The investment objectives and policies of each Portfolio are described 
below.  Except as otherwise indicated, the investment policies may be 
changed at any time by the Fund's Board of Directors to the extent that 
such changes are consistent with the investment objectives of the applicable 
Portfolio. However, each Portfolio's investment objectives are fundamental 
and may not be changed without a majority vote of the Portfolio's 
outstanding shares, which is defined as the lesser of (a) 67% of the shares 
of the applicable Portfolio present or represented if the holders of more than 
50% of the shares are present or represented at the shareholders' meeting, 
or (b) more than 50% of the shares of the applicable Portfolio (hereinafter, 
"majority vote").  The investment objective of each of the Portfolios are:

Portfolio                                       Investment Objective

International Equity Portfolio                  To seek long-term capital 
                                          						appreciation through 
                                          						investments in equity 
                                          						securities of companies based 
                                          						outside the United States.

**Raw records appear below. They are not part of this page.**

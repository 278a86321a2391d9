//! Node-rank reconciliation of divergent read replies.
//!
//! Replies carry the preference-list rank of the node that produced them.
//! Reconciliation is rank-ordered: the value returned by the lowest-ranked
//! replica that holds one wins, and lower-ranked replicas that came back
//! empty or failed are scheduled for repair writes carrying the winner.

use crate::operation::{Operation, OperationResult, OperationStatus};
use bytes::Bytes;
use quorumkv_common::Node;
use quorumkv_config::ClusterConfig;

/// One replica's reply to a read, tagged with its preference-list rank.
#[derive(Debug, Clone)]
pub struct Context {
    pub key: String,
    pub value: Option<Bytes>,
    pub source_node: Node,
    pub node_rank: usize,
    pub status: OperationStatus,
}

impl Context {
    pub fn from_result(key: impl Into<String>, node_rank: usize, result: OperationResult) -> Self {
        Self {
            key: key.into(),
            value: result.value,
            source_node: result.node,
            node_rank,
            status: result.status,
        }
    }
}

/// Outcome of reconciling one key's read replies.
#[derive(Debug)]
pub struct ContextFilterResult {
    /// The reconciled value; `None` when no replica holds one.
    pub value: Option<Bytes>,
    /// The node whose reply won.
    pub winner: Node,
    /// Repair writes to bring stale replicas up to the winning value.
    pub repairs: Vec<Operation>,
}

/// Rank-based reconciliation with configurable repair policy.
#[derive(Debug, Clone, Copy)]
pub struct NodeRankContextFilter {
    fill_null: bool,
    fill_error: bool,
}

impl NodeRankContextFilter {
    pub fn new(fill_null: bool, fill_error: bool) -> Self {
        Self { fill_null, fill_error }
    }

    pub fn from_config(config: &ClusterConfig) -> Self {
        Self::new(config.fill_null_get_results, config.fill_error_get_results)
    }

    /// Reconcile the replies for a single key.
    ///
    /// The winner is the lowest-ranked replica that returned a value.
    /// Returns `None` when no replica holds one, which the caller reads as
    /// "key absent"; nothing is repaired in that case.
    pub fn filter(&self, mut contexts: Vec<Context>) -> Option<ContextFilterResult> {
        contexts.sort_by_key(|c| c.node_rank);

        let winner_index = contexts
            .iter()
            .position(|c| c.status == OperationStatus::Success && c.value.is_some())?;
        let winner = &contexts[winner_index];
        let value = winner.value.clone();
        let winner_node = winner.source_node.clone();

        let Some(v) = value.clone() else {
            return None;
        };
        let repairs = contexts
            .iter()
            .filter(|c| c.source_node.id != winner_node.id)
            .filter(|c| match c.status {
                OperationStatus::NullValue => self.fill_null,
                OperationStatus::Error => self.fill_error,
                OperationStatus::Success => false,
            })
            .map(|c| Operation::set(c.key.clone(), v.clone(), c.source_node.clone()))
            .collect();

        Some(ContextFilterResult {
            value,
            winner: winner_node,
            repairs,
        })
    }
}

Money Market Portfolio                          To seek current income, 
                                          						liquidity, and the maintenance 
                                          						of a stable $1.00 net asset 
                                          						value per share by investing 
                                          						in high quality, short-term 
                                          						obligations which are 
                                                determined to present minimal 
                                                credit risks.


Portfolio investments in the Money Market Portfolio are valued based on 
the amortized cost valuation technique pursuant to Rule 2a-7 under the 
Investment Company Act of 1940 (the "1940 Act").  See the Statement of 
Additional Information for an explanation of the amortized cost valuation 
method.  All obligations in which the Money Market Portfolio invests 
generally have remaining maturities of 397 days or less, although 
obligations subject to repurchase agreements and certain variable and 
floating rate obligations may bear longer final maturities. 

 
                             INVESTMENT POLICIES

Money Market Portfolio 

   The Money Market Portfolio invests at least 80% of its assets in the 
following high quality, short-term instruments:      

	(a) obligations issued or guaranteed by the U.S. Government or its 
agencies or instrumentalities;

	(b) commercial paper, loan participation interests, medium term 
notes, asset-backed securities and other promissory notes, 
including floating or variable rate obligations; 

	(c) domestic, Yankeedollar (U.S. branches or subsidiaries of 
foreign depository institutions) and Eurodollar (foreign branches or 
subsidiaries of U.S. depository institutions) certificates of deposit, 
time deposits, bankers' acceptances, commercial paper, bearer 
deposit notes and other promissory notes including floating or 
variable rate obligations issued by  U.S. or foreign bank holding 
companies and their bank subsidiaries, branches and agencies; and

	(d) repurchase and reverse repurchase agreements; and

	(e) municipal obligations of the type described in the Statement of 
Additional Information in the Section entitled "Supplemental 
Descriptions of Investments."

The Money Market Portfolio will invest only in issuers or instruments that 
at the time of purchase:

	(a) are issued or guaranteed by the U.S. Government, its agencies, 
or instrumentalities;

	(b) have received the highest short-term rating by at least two 
nationally recognized statistical rating organizations ("NRSROs") 
such as "A-1" by Standard & Poor's and "P-1" by Moody's, or are 
single rated and have received the highest short-term rating by the 
NRSRO ("First Tier Securities");

	(c) are rated by two NRSROs in the second highest category, or 
rated by one agency in the highest category and by another agency 
in the second highest category or by one agency in the second 
highest category ("Second Tier Securities"), provided that Second 
Tier Securities are limited in total to 5% of a Portfolio's total assets 
and on a per issuer basis, to no more than the greater of 1% of a 
Portfolio's total assets or $1,000,000; or

	(d)  are unrated, but are determined to be of comparable quality by 
the Investment Adviser and sub-adviser pursuant to guidelines 
approved by the Board of Directors.

Single rated and unrated securities are subject to ratification by the Board 
of Directors.  See "Descriptions of Investments" and the Statement of 
Additional Information for definitions of the foregoing instruments and 
rating systems.

Investments in foreign obligations involve additional risks.  Most notably, 
there generally is less publicly available information about foreign 
companies; there may be less governmental regulation and supervision; 
there may be different accounting and financial standards, and the adoption 
of foreign governmental restrictions may adversely affect the payment of 
principal and interest on foreign investments.  Further, the income 
associated with such obligations may be subject to foreign taxes.  To the 
extent that the Money Market Portfolio purchases Eurodollar and 
Yankeedollar obligations, consideration will be given to their marketability 
and possible restrictions on international currency transactions.  The Money 
Market Portfolio's investments in foreign obligations will be limited to U.S. 
dollar denominated obligations.  In addition, not all foreign branches of 
U.S. banks are supervised or examined by regulatory authorities as are 
U.S. banks, and such branches may not be subject to reserve requirements.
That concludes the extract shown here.